Saturday, September 29, 2012

All Your Private Data Are Belong To Obama

When it comes to spying, eavesdropping on its citizens as well as the complete invasion of American privacy, the first thing that comes to mind is the Patriot ACT and Dubya. And with good reason: because while the rest of the world may "hate us for our freedoms", they certainly love us for the fact that the NSA usually can autocomplete sentences before they are written in any electronic medium (recall: NSA Whistleblower Speaks Live: "The Government Is Lying To You"). However, as it turns out that the first thing that should be coming to mind is none other than the current administration and Barack Obama. Here are the facts: as the ACLU reveals using documents released by the Justice Department following months of litigation, "federal law enforcement agencies are increasingly monitoring Americans’ electronic communications, and doing so without warrants, sufficient oversight, or meaningful accountability." How "increasingly"? Look at the chart below and decide.

From the ACLU: Between 20909 and 2011 "the number of people whose telephones were the subject of pen register and trap and trace surveillance more than tripled.
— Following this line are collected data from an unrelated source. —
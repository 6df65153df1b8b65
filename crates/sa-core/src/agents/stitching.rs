//! Stitching quality assessor

use std::sync::Arc;

use async_trait::async_trait;
use tracing::{error, info, warn};

use super::types::{MediaPayload, SubAgent, SubAgentOutcome, TaskContext};
use crate::assessment::StitchingAssessment;
use crate::llm::{parse_model_json, ContentGenerator, Part};

pub const STITCHING_AGENT_NAME: &str = "StitchingAssessorAgent";

const STITCHING_KEYWORDS: &[&str] = &[
    "stitch", "sewing", "tailor", "fabric", "thread", "needle", "seam",
];

const EXPERT_PROMPT: &str = r#"You are a master tailor assessing a candidate who has completed a tailoring course and is starting a career. They have learnt traditional hand-stitching techniques, machine operation and quality control.

THE TASK THEY WERE GIVEN:
Stitch 100 squares of 1 cm by 1 cm on a 10 cm by 10 cm cloth.

PASS CRITERIA:
a. 70% or more of the squares are actually squares
b. 70% of the lines (10 horizontal parallel lines, 10 vertical parallel lines) are parallel to each other

ASSESSMENT CRITERIA:

1. STITCH QUALITY (1-10 scale):
- Evenness and consistency of stitches
- Thread tension (too tight/loose)
- Stitch length uniformity
- Seam alignment and straightness

2. TECHNICAL EXECUTION:
- Proper seam allowances
- Correct stitch type for fabric
- Finishing techniques
- Professional appearance

3. STRUCTURAL INTEGRITY:
- Seam strength
- Durability assessment
- Stress point reinforcement
- Overall construction quality

4. PROFESSIONAL STANDARDS:
- Industry acceptability
- Commercial viability
- Craftsmanship level
- Attention to detail

RATING SCALE:
- 1-2: Beginner level, major issues
- 3-4: Novice, needs significant improvement
- 5-6: Intermediate, acceptable for practice
- 7-8: Advanced, good quality work
- 9-10: Expert level, professional standard

RESPONSE FORMAT:
Return a JSON object with:
{
    "quality_rating": <1-10>,
    "stitch_type": "<identified stitch type>",
    "technical_issues": ["<max 2 key issues>"],
    "improvement_suggestions": ["<max 2 actionable tips>"],
    "professional_grade": "<beginner/novice/intermediate/advanced/expert>",
    "pass_fail": "<pass|fail>"
}

Keep each issue and suggestion under 50 characters.

Analyze the stitching with the precision of a professional tailor evaluating work for a medium size fashion house."#;

/// True when `text` talks about tailoring work
pub fn mentions_stitching(text: &str) -> bool {
    let lower = text.to_lowercase();
    STITCHING_KEYWORDS.iter().any(|k| lower.contains(k))
}

/// Grades a photo of a stitching sample with the expert-tailor prompt
pub struct StitchingAssessorAgent {
    generator: Arc<dyn ContentGenerator>,
}

impl StitchingAssessorAgent {
    pub fn new(generator: Arc<dyn ContentGenerator>) -> Self {
        Self { generator }
    }

    fn prompt(context: &TaskContext) -> String {
        format!(
            "{EXPERT_PROMPT}\n\nRole context: {}\nSkill being assessed: {}",
            context.role(),
            context.skill_to_assess.as_deref().unwrap_or("Stitching")
        )
    }
}

#[async_trait]
impl SubAgent for StitchingAssessorAgent {
    fn name(&self) -> &str {
        STITCHING_AGENT_NAME
    }

    fn description(&self) -> &str {
        "Assesses stitching quality for tailor positions from a photo of a work sample"
    }

    async fn execute(
        &self,
        image: Option<&MediaPayload>,
        context: &TaskContext,
    ) -> SubAgentOutcome {
        let Some(image) = image else {
            return SubAgentOutcome::error(format!(
                "No image available for the '{}' assessment. Please send a photo of your work.",
                context.skill_to_assess.as_deref().unwrap_or("Stitching")
            ));
        };
        if image.is_empty() {
            return SubAgentOutcome::error("No image data provided");
        }
        if !image.is_image() {
            return SubAgentOutcome::error(format!(
                "Invalid image: unsupported media type {}",
                image.mime_type
            ));
        }

        info!(
            role = context.role(),
            bytes = image.len(),
            "Assessing stitching sample"
        );

        let parts = vec![
            Part::text(Self::prompt(context)),
            Part::inline_bytes(image.essence(), &image.bytes),
        ];
        let reply = match self.generator.generate(parts).await {
            Ok(reply) => reply,
            Err(e) => {
                error!("Stitching assessment failed: {}", e);
                return SubAgentOutcome::error(e.to_string());
            }
        };

        let assessment = parse_model_json::<StitchingAssessment>(&reply).unwrap_or_else(|e| {
            warn!("Stitching reply was not valid JSON, using text fallback: {}", e);
            StitchingAssessment::fallback_from_text(&reply)
        });

        info!(
            rating = assessment.quality_rating,
            verdict = %assessment.pass_fail,
            "Stitching analysis completed"
        );

        match serde_json::to_value(&assessment) {
            Ok(data) => SubAgentOutcome::Success { data },
            Err(e) => SubAgentOutcome::error(e.to_string()),
        }
    }
}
In fact, more people were subjected to pen register and trap and trace surveillance in the past two years than in the entire previous decade."
And that's just the tip of the iceberg.
This is how Uncle Sam spies on you:
Pen register and trap and trace devices are powerfully invasive surveillance tools that were, twenty years ago, physical devices that attached to telephone lines in order to covertly record the incoming and outgoing numbers dialed. Today, no special equipment is required to record this information, as interception capabilities are built into phone companies’ call-routing hardware.

Pen register and trap and trace devices now generally refer to the surveillance of information about—rather than the contents of—communications. Pen registers capture outgoing data, while trap and trace devices capture incoming data. This still includes the phone numbers of incoming and outgoing telephone calls and the time, date, and length of those calls. But the government now also uses this authority to intercept the “to” and “from” addresses of email messages, records about instant message conversations, non-content data associated with social networking identities, and at least some information about the websites that you visit (it isn't entirely clear where the government draws the line between the content of a communication and information about a communication when it comes to the addresses of websites).